- Clone the repository provided (do not fork it)
- Publish your code on your GitHub (or Gitlab, or whatever...)
- Send us the link and tell us approximatively how much time you spent on this assignment
Note that the test should take no more than 3 hours to complete.
To ensure success and demonstrate your abilities, please adhere to the following guidelines:
- Start with a simple approach to have a baseline of results for comparison
- Share your code using a Jupyter notebook
- The last state of your code should be clean and ready to be reviewed by peers in a real-world situation
- Prefer making your code clean and your models evaluation insightful than multiplying the iteration to improve your model performance
- Pharmaceutical labs often write lengthy and complex clinical trial documents (protocols). At the same time, principal investigators (PIs) have written profiles detailing their capabilities and experiences (resumes). The challenge is, matching principal investigators to trials manually is time-consuming and might miss out on potential matches.

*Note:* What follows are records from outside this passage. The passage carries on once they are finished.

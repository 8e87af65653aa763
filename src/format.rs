//! printf-style format string scanning.
//!
//! The actual rendering of an [`crate::event::Event`]'s arguments into a
//! human-readable message is treated as an external collaborator's job
//! (the "entry-point formatting helpers"); this crate's core only
//! consumes an already-rendered `message` string (see `dump::render`).
//! What *is* core is scanning the format string to classify an argument's
//! conversion specifier, which the shared-memory type-inference step needs
//! regardless of who renders the final text.
//!
//! [`default_format`] below is a minimal, replaceable placeholder renderer,
//! kept for the crate's own tests/examples to produce readable output.

/// A conversion specifier's inferred shared-memory sample type.
#[derive(Debug, Clone, Copy, PartialEq, Eq)]
pub enum ArgKind {
    Real,
    Signed,
    Unsigned,
    Invalid,
}

/// Finds the `n`th (0-based) conversion specifier in a printf-style format
/// string and classifies it. Returns `None` if the string has fewer than
/// `n + 1` specifiers. `%%` is a literal percent and does not count.
pub fn nth_conversion(format: &str, n: usize) -> Option<ArgKind> {
    let mut chars = format.chars().peekable();
    let mut seen = 0usize;
    while let Some(c) = chars.next() {
        if c != '%' {
            continue;
        }
        if chars.peek() == Some(&'%') {
            chars.next();
            continue;
        }
        // Skip flags/width/precision/length modifiers up to the conversion
        // letter itself.
        let mut conv = None;
        for c2 in chars.by_ref() {
            if c2.is_ascii_alphabetic() {
                conv = Some(c2);
                break;
            }
        }
        let Some(conv) = conv else { break };
        if seen == n {
            return Some(classify(conv));
        }
        seen += 1;
    }
    None
}

fn classify(conv: char) -> ArgKind {
    match conv {
        'f' | 'F' | 'e' | 'E' | 'g' | 'G' => ArgKind::Real,
        'd' | 'i' => ArgKind::Signed,
        'u' | 'x' | 'X' | 'o' | 'c' | 's' | 'p' => ArgKind::Unsigned,
        _ => ArgKind::Invalid,
    }
}

/// A minimal best-effort substitution supporting the common specifiers
/// (`%d %i %u %x %X %o %c %s %f %g %p %%`), used only as the crate's default
/// `FormatFn` (see `dump::set_format`). Unsupported specifiers stop
/// rendering at the offending specifier and still terminate with whatever
/// was rendered so far.
pub fn default_format(format: &str, args: &[usize]) -> String {
    let mut out = String::with_capacity(format.len());
    let mut chars = format.chars().peekable();
    let mut arg_i = 0usize;

    while let Some(c) = chars.next() {
        if c != '%' {
            out.push(c);
            continue;
        }
        if chars.peek() == Some(&'%') {
            chars.next();
            out.push('%');
            continue;
        }
        let mut conv = None;
        for c2 in chars.by_ref() {
            if c2.is_ascii_alphabetic() {
                conv = Some(c2);
                break;
            }
        }
        let Some(conv) = conv else {
            return out;
        };
        let word = args.get(arg_i).copied().unwrap_or(0);
        arg_i += 1;
        match conv {
            'd' | 'i' => out.push_str(&(word as isize).to_string()),
            'u' => out.push_str(&word.to_string()),
            'x' => out.push_str(&format!("{word:x}")),
            'X' => out.push_str(&format!("{word:X}")),
            'o' => out.push_str(&format!("{word:o}")),
            'c' => {
                if let Some(ch) = char::from_u32(word as u32) {
                    out.push(ch);
                }
            }
            's' => out.push_str(&format!("{word:#x}")),
            'p' => out.push_str(&format!("{word:#x}")),
            'f' | 'F' | 'e' | 'E' | 'g' | 'G' => {
                out.push_str(&format!("{}", f64::from_bits(word as u64)))
            }
            _ => return out,
        }
    }
    out
}

#[cfg(test)]
mod tests {
    use super::*;

    #[test]
    fn classifies_common_specifiers() {
        assert_eq!(nth_conversion("x=%d y=%f", 0), Some(ArgKind::Signed));
        assert_eq!(nth_conversion("x=%d y=%f", 1), Some(ArgKind::Real));
        assert_eq!(nth_conversion("%%d not a spec", 0), None);
        assert_eq!(nth_conversion("%u", 0), Some(ArgKind::Unsigned));
    }

    #[test]
    fn default_format_substitutes_known_specifiers() {
        let msg = default_format("n=%d f=%f", &[41, (3.5f64).to_bits() as usize]);
        assert_eq!(msg, "n=41 f=3.5");
    }

    #[test]
    fn default_format_stops_at_unsupported_specifier() {
        let msg = default_format("ok=%d bad=%zzz", &[1]);
        assert!(msg.starts_with("ok=1 bad="));
    }
}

Goal: Based on the input data, develop an algorithm that, provided with a trial protocol, can suggest the top 2 principal investigators based on the similarity of the provided textual documents.
Principal investigators's resumes
- 8 "resume.txt" files
- A principal investigator's resume is a document that highlights the researcher’s qualifications, experience, and accomplishments in conducting clinical or scientific research, emphasizing their expertise, leadership in previous studies, and contributions to the scientific community. It serves to demonstrate the investigator's capability and expertise to lead a research project or clinical trial, ensuring adherence to the research plan, ethical guidelines, and regulatory compliance.
Trial protocols
- 4 "protocol.txt" files
- A trial protocol is a detailed document that outlines the objectives, design, methodology, statistical considerations, and organization of a research project, typically in the context of clinical trials in healthcare. It serves as a blueprint that guides the conduct of the trial and ensures consistency, regulatory compliance, and ethical practice across all study sites.
Validation
- validation.csv
- This files provides you with final ground truth for the matching (was this site eventually selected for the trial or not). It also gives you the therapeutic area of the trial and the specialty of the principal investigator.